───── Data provided
// Copyright (c) 2025 TexasFortress.AI
// This Source Code Form is subject to the terms of the Mozilla Public
// License, v. 2.0. If a copy of the MPL was not distributed with this
// file, You can obtain one at http://mozilla.org/MPL/2.0/.

//! Shared fixtures for the integration suites.

use std::sync::atomic::{AtomicUsize, Ordering};
use std::sync::Arc;

use async_trait::async_trait;

use mailbridge::gateway::{Gateway, SmtpTransport};
use mailbridge::imap::Credentials;
use mailbridge::pool::{PoolConfig, SessionPool};
use mailbridge::store::{Anchor, AnchorKind, MailStore, NewMessage, SqliteStore, StoreError, StoredMessage};
use mailbridge::sync::SyncAccount;
use mailbridge::testing::FakeMailServer;

pub fn account(name: &str, username: &str) -> SyncAccount {
    SyncAccount {
        name: name.to_string(),
        credentials: Credentials::new("imap.example.com", 993, username, "secret"),
        months_to_sync: 6,
    }
}

pub fn in_process_gateway(server: &FakeMailServer) -> Gateway {
    Gateway::new(
        SessionPool::new(server.connector(), PoolConfig::default()),
        Arc::new(SmtpTransport),
    )
}

/// A store that counts commits and otherwise delegates to SQLite.
pub struct CountingStore {
    pub inner: SqliteStore,
    pub commits: AtomicUsize,
}

impl CountingStore {
    pub async fn in_memory() -> Self {
        Self {
            inner: SqliteStore::connect("sqlite::memory:").await.unwrap(),
            commits: AtomicUsize::new(0),
        }
    }

    pub fn commits(&self) -> usize {
        self.commits.load(Ordering::SeqCst)
    }
}

#[async_trait]
impl MailStore for CountingStore {
    async fn find_anchors(&self, reference: &str) -> Result<Vec<Anchor>, StoreError> {
        self.inner.find_anchors(reference).await
    }

    async fn create_anchor(&self, name: &str, kind: AnchorKind, reference: &str) -> Result<Anchor, StoreError> {
        self.inner.create_anchor(name, kind, reference).await
    }

    async fn find_messages(&self, references: &[String]) -> Result<Vec<StoredMessage>, StoreError> {
        self.inner.find_messages(references).await
    }

    async fn create_message(&self, message: &NewMessage) -> Result<StoredMessage, StoreError> {
        self.inner.create_message(message).await
    }

    async fn link_message(&self, message_id: i64, anchor_id: i64) -> Result<(), StoreError> {
        self.inner.link_message(message_id, anchor_id).await
    }

    async fn anchor_messages(&self, anchor_id: i64) -> Result<Vec<StoredMessage>, StoreError> {
        self.inner.anchor_messages(anchor_id).await
    }

    async fn set_unread(&self, reference: &str, unread: bool) -> Result<bool, StoreError> {
        self.inner.set_unread(reference, unread).await
    }

    async fn delete_message(&self, reference: &str) -> Result<bool, StoreError> {
        self.inner.delete_message(reference).await
    }

    async fn commit(&self) -> Result<(), StoreError> {
        self.commits.fetch_add(1, Ordering::SeqCst);
        self.inner.commit().await
    }

    async fn rollback(&self) -> Result<(), StoreError> {
        self.inner.rollback().await
    }
}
──────────
__Assignment__. Make a word-for-word transcription of the listing above.

__Exercise result__.
// Copyright (c) 2025 TexasFortress.AI
// This Source Code Form is subject to the terms of the Mozilla Public
// License, v. 2.0. If a copy of the MPL was not distributed with this
// file, You can obtain one at http://mozilla.org/MPL/2.0/.

//! Shared fixtures for the integration suites.

use std::sync::atomic::{AtomicUsize, Ordering};
use std::sync::Arc;

use async_trait::async_trait;

use mailbridge::gateway::{Gateway, SmtpTransport};
use mailbridge::imap::Credentials;
use mailbridge::pool::{PoolConfig, SessionPool};
use mailbridge::store::{Anchor, AnchorKind, MailStore, NewMessage, SqliteStore, StoreError, StoredMessage};
use mailbridge::sync::SyncAccount;
use mailbridge::testing::FakeMailServer;

pub fn account(name: &str, username: &str) -> SyncAccount {
    SyncAccount {
        name: name.to_string(),
        credentials: Credentials::new("imap.example.com", 993, username, "secret"),
        months_to_sync: 6,
    }
}

pub fn in_process_gateway(server: &FakeMailServer) -> Gateway {
    Gateway::new(
        SessionPool::new(server.connector(), PoolConfig::default()),
        Arc::new(SmtpTransport),
    )
}

/// A store that counts commits and otherwise delegates to SQLite.
pub struct CountingStore {
    pub inner: SqliteStore,
    pub commits: AtomicUsize,
}

impl CountingStore {
    pub async fn in_memory() -> Self {
        Self {
            inner: SqliteStore::connect("sqlite::memory:").await.unwrap(),
            commits: AtomicUsize::new(0),
        }
    }

    pub fn commits(&self) -> usize {
        self.commits.load(Ordering::SeqCst)
    }
}

#[async_trait]
impl MailStore for CountingStore {
    async fn find_anchors(&self, reference: &str) -> Result<Vec<Anchor>, StoreError> {
        self.inner.find_anchors(reference).await
    }

    async fn create_anchor(&self, name: &str, kind: AnchorKind, reference: &str) -> Result<Anchor, StoreError> {
        self.inner.create_anchor(name, kind, reference).await
    }

    async fn find_messages(&self, references: &[String]) -> Result<Vec<StoredMessage>, StoreError> {
        self.inner.find_messages(references).await
    }

    async fn create_message(&self, message: &NewMessage) -> Result<StoredMessage, StoreError> {
        self.inner.create_message(message).await
    }

    async fn link_message(&self, message_id: i64, anchor_id: i64) -> Result<(), StoreError> {
        self.inner.link_message(message_id, anchor_id).await
    }

    async fn anchor_messages(&self, anchor_id: i64) -> Result<Vec<StoredMessage>, StoreError> {
        self.inner.anchor_messages(anchor_id).await
    }

    async fn set_unread(&self, reference: &str, unread: bool) -> Result<bool, StoreError> {
        self.inner.set_unread(reference, unread).await
    }

    async fn delete_message(&self, reference: &str) -> Result<bool, StoreError> {
        self.inner.delete_message(reference).await
    }

    async fn commit(&self) -> Result<(), StoreError> {
        self.commits.fetch_add(1, Ordering::SeqCst);
        self.inner.commit().await
    }

    async fn rollback(&self) -> Result<(), StoreError> {
        self.inner.rollback().await
    }
}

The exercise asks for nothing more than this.